Saturday, March 7, 2015

The Deepest Privilege

My cute little mama passed away at 91 earlier this week.  And I am crushed. She was not really ill until a week or two before her death, but I could see it coming.  She was tired and lonely and when she would forget an event, a visit with someone or talking with someone on the phone, of course it made her sad. My Mama was a "doer".  I don't think I have ever known anyone who was in constant motion like her. She was a pioneer of multitasking. And when she could no longer "do", she felt like she had no purpose. And it was impossible to pretend with her.  She was on to you in a minute. So I began in the last months to make my visits at the assisted living longer. I spent most afternoons just hanging out and talking.  We discussed everything from mothers-in-law and ex-husbands ( we had that in common) to her days during the Depression.  She would always tell me at the end of the visit how appreciative she was of the time I had spent with her and say her usual " thank you thank you thank you I love you love you love you." She would say she knew I had things to do rather than visit her, and she would thank me over and over---and want to buy me something or do something for me. I bet I will be the same way with my girls if I am ever in that position. You just want to do something and you no longer have the means. And it hurt me to watch. 
My mom was a cute little clown. She would kick up her legs, dance a jig and stop and pat the other residents when we would walk down the hall to get her mail or to go to an activity. The staff loved being around her because she was feisty and complimentary. She was fun to be around . You never knew what she was going to come out with or ask, so sometimes she would catch you off guard or even create an awkward moment.    
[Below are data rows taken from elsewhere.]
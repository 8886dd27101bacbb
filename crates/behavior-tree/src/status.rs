//! Status returned by behavior nodes.

/// The result of evaluating a behavior node.
///
/// # Reactive Semantics
///
/// The tree is re-evaluated at a fixed cadence, so a node may need more
/// than one tick to reach a result:
/// - Conditions resolve immediately (e.g., "Was the scan button pressed?")
/// - Actions report `Running` until the external operation they track
///   reaches a terminal state
#[derive(Debug, Clone, Copy, PartialEq, Eq, Hash)]
pub enum Status {
    /// The node has not been ticked in its current activation.
    ///
    /// This is the only legal initial value. It is also the status a node
    /// is stopped with when a higher-priority sibling preempts it.
    Invalid,

    /// The node needs more ticks to reach a result.
    Running,

    /// The behavior completed successfully.
    ///
    /// For conditions: the condition was met.
    /// For actions: the tracked goal reported success.
    Success,

    /// The behavior failed.
    ///
    /// For conditions: the condition was not met (or its input was absent).
    /// For actions: the tracked goal was aborted or the server became
    /// unreachable.
    Failure,
}

impl Status {
    /// Returns `true` if this status is `Running`.
    #[inline]
    pub fn is_running(self) -> bool {
        matches!(self, Status::Running)
    }

    /// Returns `true` if this status is `Success`.
    #[inline]
    pub fn is_success(self) -> bool {
        matches!(self, Status::Success)
    }

    /// Returns `true` if this status is `Failure`.
    #[inline]
    pub fn is_failure(self) -> bool {
        matches!(self, Status::Failure)
    }

    /// Returns `true` if this status is `Success` or `Failure`.
    #[inline]
    pub fn is_terminal(self) -> bool {
        matches!(self, Status::Success | Status::Failure)
    }
}
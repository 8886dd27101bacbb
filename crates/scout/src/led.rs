//! LED strip command publishing.

use behavior_tree::{Behavior, Status};
use tokio::sync::watch;

/// Command currently driving the LED strip.
#[derive(Clone, Debug, Default, PartialEq, Eq)]
pub enum LedCommand {
    #[default]
    Off,
    Flashing(String),
}

/// Publishes a flash command every tick and never finishes on its own.
///
/// Runs inside a parallel alongside the action it accompanies; the sibling
/// finishing (or a preemption) terminates this leaf, which switches the
/// strip off on the way out.
pub struct FlashLedStrip {
    name: String,
    status: Status,
    colour: String,
    tx: watch::Sender<LedCommand>,
}

impl FlashLedStrip {
    pub fn new(name: impl Into<String>, colour: &str, tx: watch::Sender<LedCommand>) -> Self {
        Self {
            name: name.into(),
            status: Status::Invalid,
            colour: colour.to_owned(),
            tx,
        }
    }
}

impl Behavior for FlashLedStrip {
    fn name(&self) -> &str {
        &self.name
    }

    fn status(&self) -> Status {
        self.status
    }

    fn status_mut(&mut self) -> &mut Status {
        &mut self.status
    }

    fn update(&mut self) -> Status {
        self.tx
            .send_replace(LedCommand::Flashing(self.colour.clone()));
        Status::Running
    }

    fn terminate(&mut self, _new_status: Status) {
        tracing::debug!(node = %self.name, "led strip off");
        self.tx.send_replace(LedCommand::Off);
    }
}

#[cfg(test)]
mod tests {
    use super::*;

    #[test]
    fn flashes_while_ticked_and_clears_on_terminate() {
        let (tx, rx) = watch::channel(LedCommand::Off);
        let mut flash = FlashLedStrip::new("flash blue", "blue", tx);

        assert_eq!(flash.tick(), Status::Running);
        assert_eq!(*rx.borrow(), LedCommand::Flashing("blue".to_owned()));

        flash.stop(Status::Invalid);
        assert_eq!(*rx.borrow(), LedCommand::Off);
    }
}
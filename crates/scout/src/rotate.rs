//! Simulated rotation controller.
//!
//! Stands in for the external goal-execution server of a real robot: goals
//! progress `Pending` → `Active` → `Succeeded` on a wall-clock timetable,
//! and a cancellation marks the goal `Preempted`. State is derived from
//! elapsed time on each poll, so the server needs no background task and
//! every [`GoalClient`] call returns immediately.

use std::collections::HashMap;
use std::sync::{Arc, Mutex, PoisonError};
use std::time::{Duration, Instant};

use behavior_tree::{GoalClient, GoalId, GoalState};

/// How long a goal sits in `Pending` before execution starts.
const ACCEPT_DELAY: Duration = Duration::from_millis(50);

/// One rotation request.
#[derive(Clone, Debug)]
pub struct RotateGoal {
    pub degrees: f64,
}

impl Default for RotateGoal {
    fn default() -> Self {
        Self { degrees: 360.0 }
    }
}

struct GoalRecord {
    accepted_at: Instant,
    cancelled: bool,
}

#[derive(Default)]
struct ServerState {
    next_id: GoalId,
    goals: HashMap<GoalId, GoalRecord>,
}

/// Shared handle to the simulated controller; clones address the same
/// goal table.
#[derive(Clone)]
pub struct RotateServer {
    duration: Duration,
    state: Arc<Mutex<ServerState>>,
}

impl RotateServer {
    pub fn new(duration: Duration) -> Self {
        Self {
            duration,
            state: Arc::new(Mutex::new(ServerState::default())),
        }
    }

    /// Total number of goals ever accepted.
    pub fn sent(&self) -> u64 {
        self.lock().next_id
    }

    fn lock(&self) -> std::sync::MutexGuard<'_, ServerState> {
        self.state.lock().unwrap_or_else(PoisonError::into_inner)
    }
}

impl GoalClient<RotateGoal> for RotateServer {
    fn wait_for_server(&self, _timeout: Duration) -> bool {
        // The simulated controller is always up.
        true
    }

    fn send_goal(&mut self, goal: RotateGoal) -> GoalId {
        let mut state = self.lock();
        state.next_id += 1;
        let id = state.next_id;
        state.goals.insert(
            id,
            GoalRecord {
                accepted_at: Instant::now(),
                cancelled: false,
            },
        );
        tracing::debug!(goal = id, degrees = goal.degrees, "rotation accepted");
        id
    }

    fn goal_state(&self, id: GoalId) -> Option<GoalState> {
        let state = self.lock();
        let record = state.goals.get(&id)?;
        if record.cancelled {
            return Some(GoalState::Preempted);
        }
        let elapsed = record.accepted_at.elapsed();
        if elapsed < ACCEPT_DELAY {
            Some(GoalState::Pending)
        } else if elapsed < ACCEPT_DELAY + self.duration {
            Some(GoalState::Active)
        } else {
            Some(GoalState::Succeeded)
        }
    }

    fn cancel(&mut self, id: GoalId) {
        let mut state = self.lock();
        if let Some(record) = state.goals.get_mut(&id) {
            record.cancelled = true;
            tracing::debug!(goal = id, "rotation cancelled");
        }
    }
}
When I was a child, I thought she was the most beautiful creature I had ever seen.  She had a flair for fashion and knew how to rock those 50s clothes. I would beg her to let me brush her hair in the evenings, just wanting to get at those silky dark curls. Surely she knew how cute she was.  
And she was also one of the most complicated and frustrating people I have ever known.  She had an unpredictable temper and at the same time was a champion for the underdog. I have gotten phone calls, emails and texts from people she had touched by her just listening to them during a hard time. She had such a mixture of sweetness and vinegar. She loved to do things for everybody putting herself last most of the time. She was a longtime caregiver to her husband for eight years, and also nursed her mother and father, her aunt, and her mother-in-law. She loved attention but shunned it at times.  She was cooperative unless she thought you were not on her side..... then she became impossible. And you just had to keep reassuring her that she was OK just like she was.  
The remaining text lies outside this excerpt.